OCCASIONALLY we experience a moment of insight, triggered by an action or comment, that stays with us for a long time. Before going to theological college, I had spent a year in Lahore, Pakistan, living as a visible minority – a white westerner – in this post-coup and increasingly militant Islamic country. On returning to the UK, my time as a student in London was bracketed by two of the defining events of the period, the Southall and Brixton riots. The confrontations between Asian protestors and National Front marchers, and between disaffected Black youths and the police brought into sharp focus the underlying race conflict in our multicultural cities.

It was during a visit home between finals and graduation that the moment occurred. Commenting on my sojourn in the capital, a former Sunday School teacher stated, “Well I suppose it’s better living in Belfast with the Catholics than in London with the Blacks and Pakis!” I regret not responding at the time, but that remark has never left me.

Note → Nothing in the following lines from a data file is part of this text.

//! FILENAME: cube-engine/src/keys.rs
//! Per-row key tuples and the key-selector sets that produce them.
//!
//! A cube over N dimensions keys each row by an N-tuple of
//! `Option<GroupKey<Ki>>`. The same tuple is the grouping key of the
//! partition pass, so rolled-up dimensions (`None`) never split a group.
//!
//! - `CubeKeys`: a key tuple plus storage for its memoized marginals
//! - `Marginal<I>`: typed access to dimension `I` (1-based) of a key tuple
//! - `Dimensions<T>`: a set of key selectors that projects a record into keys
//! - `DynamicKeys<K>`: runtime-sized key list for homogeneous selectors

use std::hash::{Hash, Hasher};
use std::sync::OnceLock;

use rustc_hash::FxHashMap;
use serde::{Deserialize, Serialize};
use smallvec::SmallVec;

use crate::definition::{GroupKey, SpecifiedDimensions, MAX_DIMENSIONS};

// ============================================================================
// KEY TUPLES
// ============================================================================

/// The grouping key of one cube row.
pub trait CubeKeys: Clone + Eq + Hash + Send + Sync {
    /// One lazily filled value -> aggregate map per dimension.
    type Marginals<A>: Default;
}

/// Typed access to dimension `I` (1-based) of a key tuple.
pub trait Marginal<const I: usize>: CubeKeys {
    type Key: Clone + Eq + Hash;

    fn key(&self) -> Option<&GroupKey<Self::Key>>;

    fn slot<A>(marginals: &Self::Marginals<A>) -> &OnceLock<FxHashMap<Self::Key, A>>;
}

macro_rules! impl_cube_keys {
    ($($K:ident),+) => {
        impl<$($K),+> CubeKeys for ($(Option<GroupKey<$K>>,)+)
        where
            $($K: Clone + Eq + Hash + Send + Sync),+
        {
            type Marginals<A> = ($(OnceLock<FxHashMap<$K, A>>,)+);
        }
    };
}

macro_rules! impl_marginal {
    (($($K:ident),+), $dim:literal, $idx:tt, $Key:ident) => {
        impl<$($K),+> Marginal<$dim> for ($(Option<GroupKey<$K>>,)+)
        where
            $($K: Clone + Eq + Hash + Send + Sync),+
        {
            type Key = $Key;

            fn key(&self) -> Option<&GroupKey<$Key>> {
                self.$idx.as_ref()
            }

            fn slot<A>(marginals: &Self::Marginals<A>) -> &OnceLock<FxHashMap<$Key, A>> {
                &marginals.$idx
            }
        }
    };
}

impl_cube_keys!(K1);
impl_cube_keys!(K1, K2);
impl_cube_keys!(K1, K2, K3);
impl_cube_keys!(K1, K2, K3, K4);

impl_marginal!((K1), 1, 0, K1);

impl_marginal!((K1, K2), 1, 0, K1);
impl_marginal!((K1, K2), 2, 1, K2);

impl_marginal!((K1, K2, K3), 1, 0, K1);
impl_marginal!((K1, K2, K3), 2, 1, K2);
impl_marginal!((K1, K2, K3), 3, 2, K3);

impl_marginal!((K1, K2, K3, K4), 1, 0, K1);
impl_marginal!((K1, K2, K3, K4), 2, 1, K2);
impl_marginal!((K1, K2, K3, K4), 3, 2, K3);
impl_marginal!((K1, K2, K3, K4), 4, 3, K4);

/// Key list for cubes whose dimension count is only known at runtime.
/// All dimensions share the key type `K`.
#[derive(Debug, Clone, PartialEq, Eq, Hash, Serialize, Deserialize)]
pub struct DynamicKeys<K>(SmallVec<[Option<GroupKey<K>>; MAX_DIMENSIONS]>);

impl<K> DynamicKeys<K> {
    /// Key of `dimension` (1-based); `None` when rolled up or out of range.
    pub fn get(&self, dimension: usize) -> Option<&GroupKey<K>> {
        dimension
            .checked_sub(1)
            .and_then(|i| self.0.get(i))
            .and_then(Option::as_ref)
    }

    pub fn len(&self) -> usize {
        self.0.len()
    }

    pub fn is_empty(&self) -> bool {
        self.0.is_empty()
    }

    pub fn iter(&self) -> impl Iterator<Item = Option<&GroupKey<K>>> {
        self.0.iter().map(Option::as_ref)
    }
}

impl<K> CubeKeys for DynamicKeys<K>
where
    K: Clone + Eq + Hash + Send + Sync,
{
    type Marginals<A> = [OnceLock<FxHashMap<K, A>>; MAX_DIMENSIONS];
}

// ============================================================================
// KEY SELECTORS
// ============================================================================

/// A set of key selectors, one per dimension.
///
/// Implemented for tuples of 1 to 4 closures `Fn(&T) -> Ki` and for
/// slices of closures sharing one key type.
pub trait Dimensions<T> {
    type Keys: CubeKeys;

    /// Number of dimensions this set groups on.
    fn count(&self) -> usize;

    /// Keys of `record` with only the `specified` dimensions present.
    fn project(&self, record: &T, specified: SpecifiedDimensions) -> Self::Keys;

    /// Keys with every dimension rolled up.
    fn rolled_up(&self) -> Self::Keys;
}

macro_rules! impl_dimensions {
    ($(($F:ident, $K:ident, $idx:tt, $dim:literal)),+) => {
        impl<T, $($F, $K),+> Dimensions<T> for ($($F,)+)
        where
            $($F: Fn(&T) -> $K, $K: Clone + Eq + Hash + Send + Sync),+
        {
            type Keys = ($(Option<GroupKey<$K>>,)+);

            fn count(&self) -> usize {
                [$($dim),+].len()
            }

            fn project(&self, record: &T, specified: SpecifiedDimensions) -> Self::Keys {
                ($(
                    if specified.contains($dim) {
                        Some(GroupKey::new((self.$idx)(record)))
                    } else {
                        None
                    },
                )+)
            }

            fn rolled_up(&self) -> Self::Keys {
                ($(Option::<GroupKey<$K>>::None,)+)
            }
        }
    };
}

impl_dimensions!((F1, K1, 0, 1));
impl_dimensions!((F1, K1, 0, 1), (F2, K2, 1, 2));
impl_dimensions!((F1, K1, 0, 1), (F2, K2, 1, 2), (F3, K3, 2, 3));
impl_dimensions!((F1, K1, 0, 1), (F2, K2, 1, 2), (F3, K3, 2, 3), (F4, K4, 3, 4));

impl<T, K, F> Dimensions<T> for [F]
where
    F: Fn(&T) -> K,
    K: Clone + Eq + Hash + Send + Sync,
{
    type Keys = DynamicKeys<K>;

    fn count(&self) -> usize {
        self.len()
    }

    fn project(&self, record: &T, specified: SpecifiedDimensions) -> Self::Keys {
        DynamicKeys(
            self.iter()
                .enumerate()
                .map(|(i, selector)| {
                    specified
                        .contains(i + 1)
                        .then(|| GroupKey::new(selector(record)))
                })
                .collect(),
        )
    }

    fn rolled_up(&self) -> Self::Keys {
        DynamicKeys(self.iter().map(|_| None).collect())
    }
}

// ============================================================================
// FLOAT KEYS
// ============================================================================

/// Wrapper around f64 that implements Eq and Hash so it can key a dimension.
/// NaN values are treated as equal to each other.
#[derive(Debug, Clone, Copy, Serialize, Deserialize)]
pub struct OrderedFloat(pub f64);

impl PartialEq for OrderedFloat {
    fn eq(&self, other: &Self) -> bool {
        if self.0.is_nan() && other.0.is_nan() {
            true
        } else {
            self.0 == other.0
        }
    }
}

impl Eq for OrderedFloat {}

impl Hash for OrderedFloat {
    fn hash<H: Hasher>(&self, state: &mut H) {
        if self.0.is_nan() {
            u64::MAX.hash(state);
        } else if self.0 == 0.0 {
            // -0.0 == 0.0, so both must hash alike
            0u64.hash(state);
        } else {
            self.0.to_bits().hash(state);
        }
    }
}

impl OrderedFloat {
    pub fn as_f64(&self) -> f64 {
        self.0
    }
}

impl From<f64> for OrderedFloat {
    fn from(value: f64) -> Self {
        OrderedFloat(value)
    }
}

We deceive only ourselves if we do not recognise the profound link between our local besetting sin of sectarianism and the global injustice of racism. Anyone who knows the Northern Irish character, of whatever tradition, knows we have an immense capacity to hate those who are different and a perceived threat. And, lest we collude with the media impression that it is only Loyalists in Belfast who have this link hot-wired, the violence against ethnic minorities in the greater Dublin area shows that when our space is contested we Irish, whatever our football code, can hate like everyone else.

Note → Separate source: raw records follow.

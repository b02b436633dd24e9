//! FILENAME: cube-engine/src/engine.rs
//! Cube Enumerator - fans a request out over every dimension subset.
//!
//! Algorithm:
//! 1. Enumerate the 2^N subsets as the integers 0..2^N (bit i = dimension i+1)
//! 2. For each subset, partition the source by the projected key tuple
//!    (the empty subset is one group holding every record, even none)
//! 3. Aggregate each group and tag the row with the subset mask
//! 4. Concatenate the per-subset rows once every subset has succeeded

use std::convert::Infallible;
use std::hash::Hash;
use std::time::Instant;

use log::{debug, trace};
use rayon::prelude::*;

use crate::definition::{CubeOptions, EvaluationMode, GroupKey, SpecifiedDimensions, MAX_DIMENSIONS};
use crate::error::{BoxError, CubeError};
use crate::keys::{Dimensions, DynamicKeys};
use crate::result::{CubeResult, CubeRow, CubeStats};
use crate::source::CubeSource;

/// Result of a one-dimensional cube.
pub type Cube1<K1, A> = CubeResult<(Option<GroupKey<K1>>,), A>;
/// Result of a two-dimensional cube.
pub type Cube2<K1, K2, A> = CubeResult<(Option<GroupKey<K1>>, Option<GroupKey<K2>>), A>;
/// Result of a three-dimensional cube.
pub type Cube3<K1, K2, K3, A> =
    CubeResult<(Option<GroupKey<K1>>, Option<GroupKey<K2>>, Option<GroupKey<K3>>), A>;
/// Result of a four-dimensional cube.
pub type Cube4<K1, K2, K3, K4, A> = CubeResult<
    (
        Option<GroupKey<K1>>,
        Option<GroupKey<K2>>,
        Option<GroupKey<K3>>,
        Option<GroupKey<K4>>,
    ),
    A,
>;
/// Result of a cube over a runtime list of same-typed selectors.
pub type DynamicCube<K, A> = CubeResult<DynamicKeys<K>, A>;

// ============================================================================
// CUBE CALCULATOR
// ============================================================================

/// Runs one cube request against a source.
struct CubeCalculator<'a, S: ?Sized, D: ?Sized, F> {
    source: &'a S,
    dimensions: &'a D,
    aggregate: &'a F,
    options: &'a CubeOptions,
}

impl<'a, S, D, F, A, E> CubeCalculator<'a, S, D, F>
where
    S: CubeSource + Sync + ?Sized,
    S::Record: Sync,
    D: Dimensions<S::Record> + Sync + ?Sized,
    F: Fn(&[&S::Record]) -> Result<A, E> + Sync,
    A: Send,
    E: Into<BoxError>,
{
    fn label(&self) -> &str {
        self.options.label.as_deref().unwrap_or("cube")
    }

    /// Executes every subset and assembles the result.
    fn calculate(&self) -> Result<CubeResult<D::Keys, A>, CubeError> {
        let count = self.dimensions.count();
        if count == 0 || count > MAX_DIMENSIONS {
            return Err(CubeError::InvalidArity { requested: count });
        }

        let started = Instant::now();
        let subsets: Vec<SpecifiedDimensions> = SpecifiedDimensions::subsets(count).collect();
        debug!(
            "{}: computing {} subsets over {} dimensions ({:?})",
            self.label(),
            subsets.len(),
            count,
            self.options.mode
        );

        let per_subset: Vec<Vec<CubeRow<D::Keys, A>>> = match self.options.mode {
            EvaluationMode::Sequential => subsets
                .iter()
                .map(|&specified| self.compute_subset(specified))
                .collect::<Result<_, _>>()?,
            EvaluationMode::Parallel => subsets
                .par_iter()
                .map(|&specified| self.compute_subset(specified))
                .collect::<Result<_, _>>()?,
        };

        let rows: Vec<CubeRow<D::Keys, A>> = per_subset.into_iter().flatten().collect();
        let stats = CubeStats {
            dimensions: count,
            subsets: subsets.len(),
            rows: rows.len(),
            build_time_ms: started.elapsed().as_millis() as u64,
        };
        debug!(
            "{}: built {} rows in {} ms",
            self.label(),
            stats.rows,
            stats.build_time_ms
        );

        Ok(CubeResult::from_rows(rows, stats))
    }

    /// Groups the source on `specified` and aggregates each group.
    fn compute_subset(
        &self,
        specified: SpecifiedDimensions,
    ) -> Result<Vec<CubeRow<D::Keys, A>>, CubeError> {
        let groups = if specified.is_empty() {
            let records = self.source.single_group()?;
            vec![(self.dimensions.rolled_up(), records)]
        } else {
            self.source
                .partition(|record| self.dimensions.project(record, specified))?
                .into_iter()
                .map(|group| (group.key, group.records))
                .collect()
        };
        trace!("{}: subset {} has {} groups", self.label(), specified, groups.len());

        groups
            .into_iter()
            .map(|(keys, records)| {
                let aggregate =
                    (self.aggregate)(records.as_slice()).map_err(|e| CubeError::Aggregate {
                        dimensions: specified,
                        source: e.into(),
                    })?;
                Ok(CubeRow::new(keys, specified, aggregate))
            })
            .collect()
    }
}

// ============================================================================
// ENTRY POINTS
// ============================================================================

/// Computes a cube with a fallible aggregate and explicit options.
///
/// The first failing subset aborts the whole computation; no partial
/// cube is returned.
pub fn try_cube_with<S, D, F, A, E>(
    source: &S,
    dimensions: &D,
    aggregate: F,
    options: &CubeOptions,
) -> Result<CubeResult<D::Keys, A>, CubeError>
where
    S: CubeSource + Sync + ?Sized,
    S::Record: Sync,
    D: Dimensions<S::Record> + Sync + ?Sized,
    F: Fn(&[&S::Record]) -> Result<A, E> + Sync,
    A: Send,
    E: Into<BoxError>,
{
    let calculator = CubeCalculator {
        source,
        dimensions,
        aggregate: &aggregate,
        options,
    };
    calculator.calculate()
}

/// Computes a cube with a fallible aggregate.
pub fn try_cube<S, D, F, A, E>(
    source: &S,
    dimensions: D,
    aggregate: F,
) -> Result<CubeResult<D::Keys, A>, CubeError>
where
    S: CubeSource + Sync + ?Sized,
    S::Record: Sync,
    D: Dimensions<S::Record> + Sync,
    F: Fn(&[&S::Record]) -> Result<A, E> + Sync,
    A: Send,
    E: Into<BoxError>,
{
    try_cube_with(source, &dimensions, aggregate, &CubeOptions::default())
}

/// Computes a cube with explicit options.
pub fn cube_with<S, D, F, A>(
    source: &S,
    dimensions: &D,
    aggregate: F,
    options: &CubeOptions,
) -> Result<CubeResult<D::Keys, A>, CubeError>
where
    S: CubeSource + Sync + ?Sized,
    S::Record: Sync,
    D: Dimensions<S::Record> + Sync + ?Sized,
    F: Fn(&[&S::Record]) -> A + Sync,
    A: Send,
{
    try_cube_with(
        source,
        dimensions,
        |records: &[&S::Record]| Ok::<A, Infallible>(aggregate(records)),
        options,
    )
}

/// Computes a cube over a tuple of 1 to 4 key selectors.
///
/// ```
/// use cube_engine::cube;
///
/// let sales: Vec<(&'static str, i32)> = vec![("E", 10), ("E", 5), ("W", 7)];
/// let result = cube(
///     &sales,
///     (|s: &(&'static str, i32)| s.0,),
///     |group: &[&(&'static str, i32)]| group.iter().map(|s| s.1).sum::<i32>(),
/// )
/// .unwrap();
/// assert_eq!(result.dimension::<1>()["E"], 15);
/// assert_eq!(*result.grand_total().unwrap(), 22);
/// ```
pub fn cube<S, D, F, A>(
    source: &S,
    dimensions: D,
    aggregate: F,
) -> Result<CubeResult<D::Keys, A>, CubeError>
where
    S: CubeSource + Sync + ?Sized,
    S::Record: Sync,
    D: Dimensions<S::Record> + Sync,
    F: Fn(&[&S::Record]) -> A + Sync,
    A: Send,
{
    cube_with(source, &dimensions, aggregate, &CubeOptions::default())
}

/// One-dimensional cube.
pub fn cube1<S, F1, K1, F, A>(
    source: &S,
    group1: F1,
    aggregate: F,
) -> Result<Cube1<K1, A>, CubeError>
where
    S: CubeSource + Sync + ?Sized,
    S::Record: Sync,
    F1: Fn(&S::Record) -> K1 + Sync,
    K1: Clone + Eq + Hash + Send + Sync,
    F: Fn(&[&S::Record]) -> A + Sync,
    A: Send,
{
    cube(source, (group1,), aggregate)
}

/// Two-dimensional cube.
pub fn cube2<S, F1, F2, K1, K2, F, A>(
    source: &S,
    group1: F1,
    group2: F2,
    aggregate: F,
) -> Result<Cube2<K1, K2, A>, CubeError>
where
    S: CubeSource + Sync + ?Sized,
    S::Record: Sync,
    F1: Fn(&S::Record) -> K1 + Sync,
    F2: Fn(&S::Record) -> K2 + Sync,
    K1: Clone + Eq + Hash + Send + Sync,
    K2: Clone + Eq + Hash + Send + Sync,
    F: Fn(&[&S::Record]) -> A + Sync,
    A: Send,
{
    cube(source, (group1, group2), aggregate)
}

/// Three-dimensional cube.
pub fn cube3<S, F1, F2, F3, K1, K2, K3, F, A>(
    source: &S,
    group1: F1,
    group2: F2,
    group3: F3,
    aggregate: F,
) -> Result<Cube3<K1, K2, K3, A>, CubeError>
where
    S: CubeSource + Sync + ?Sized,
    S::Record: Sync,
    F1: Fn(&S::Record) -> K1 + Sync,
    F2: Fn(&S::Record) -> K2 + Sync,
    F3: Fn(&S::Record) -> K3 + Sync,
    K1: Clone + Eq + Hash + Send + Sync,
    K2: Clone + Eq + Hash + Send + Sync,
    K3: Clone + Eq + Hash + Send + Sync,
    F: Fn(&[&S::Record]) -> A + Sync,
    A: Send,
{
    cube(source, (group1, group2, group3), aggregate)
}

/// Four-dimensional cube.
pub fn cube4<S, F1, F2, F3, F4, K1, K2, K3, K4, F, A>(
    source: &S,
    group1: F1,
    group2: F2,
    group3: F3,
    group4: F4,
    aggregate: F,
) -> Result<Cube4<K1, K2, K3, K4, A>, CubeError>
where
    S: CubeSource + Sync + ?Sized,
    S::Record: Sync,
    F1: Fn(&S::Record) -> K1 + Sync,
    F2: Fn(&S::Record) -> K2 + Sync,
    F3: Fn(&S::Record) -> K3 + Sync,
    F4: Fn(&S::Record) -> K4 + Sync,
    K1: Clone + Eq + Hash + Send + Sync,
    K2: Clone + Eq + Hash + Send + Sync,
    K3: Clone + Eq + Hash + Send + Sync,
    K4: Clone + Eq + Hash + Send + Sync,
    F: Fn(&[&S::Record]) -> A + Sync,
    A: Send,
{
    cube(source, (group1, group2, group3, group4), aggregate)
}

/// Cube over a runtime list of selectors sharing one key type.
///
/// Fails with `InvalidArity` unless the list holds 1 to 4 selectors.
pub fn cube_dyn<S, G, K, F, A>(
    source: &S,
    selectors: &[G],
    aggregate: F,
    options: &CubeOptions,
) -> Result<DynamicCube<K, A>, CubeError>
where
    S: CubeSource + Sync + ?Sized,
    S::Record: Sync,
    G: Fn(&S::Record) -> K + Sync,
    K: Clone + Eq + Hash + Send + Sync,
    F: Fn(&[&S::Record]) -> A + Sync,
    A: Send,
{
    cube_with(source, selectors, aggregate, options)
}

The church, in seeking to address society on these issues, can too easily focus merely on what takes place ‘out there’. Indeed, the perpetrators we most readily have in mind when thinking of the recent racist attacks are not usually members or regular attendees of our congregations. They probably don’t care what the church has to say.

But in raising our concerns within the church it is not enough simply to draw analytically legitimate connections between the vicious act of the attacker and the more subtle prejudices harboured in private by all in society, including Christians. This can, and does, blunt the message we all need to hear.

Creating false guilt by overstating the case, in ways that are clearly removed from the actual experience of the average Christian, soon leads to a disassociation from the problem. It certainly works this way with sectarianism. Not many people I meet in the church think they are sectarian. After all, when were they last arrested for verbal or physical abuse at an interface? Maybe we need to learn from this and find the courage to face what is true in the pew when it comes to racism. Indeed, this is exactly what the Church of Ireland is doing in broadening the work of their sectarianism committee to focus on the Hard Gospel process of dealing with difference.

None of us can be complacent – not even the Anglicans! Naming our sin with the honesty that comes from the searching insight of the Holy Spirit and scripture doesn’t come easy in any area of life. And sin is most corrosive where we don’t even see it. The patronising, if warm, welcome for the national church leader on world mission night, where polite remarks of “Didn’t they do well?” cover our surprise that a ‘coloured’ or non-western person could be so effective a speaker. And what about a theology of ministry that, in practice, says it is all right for a woman to teach foreign men in the mission field but not men at home? Well, how else do you account for the ovewhelming majority of women in overseas mission?

Never forget that the biggest barrier to your hearing the gospel of Jesus was the racial and cultural prejudice of others. Some early disciples found it hard to believe that gentiles, people from ‘ta ethne’, the nations, could find a place in the kingdom. At a later stage the peoples of these islands were all considered beyond the pale of civilised early Christianity.

Migration is a fact of life and a fulcrum of church growth. Three things must inform our response. Firstly, we are minority members of the global community. Many who come to work here are fleeing poverty that our trade rules help to sustain, or political oppressors that our governments supported. Secondly, as Christians in this new world order our faith is not threatened by someone else’s right to worship in our society as their conscience dictates. And finally, in the world church we whites and westerners are the minority. Many who now join us from Africa and Asia are part of the most dynamic parts of that church and they have much to teach us.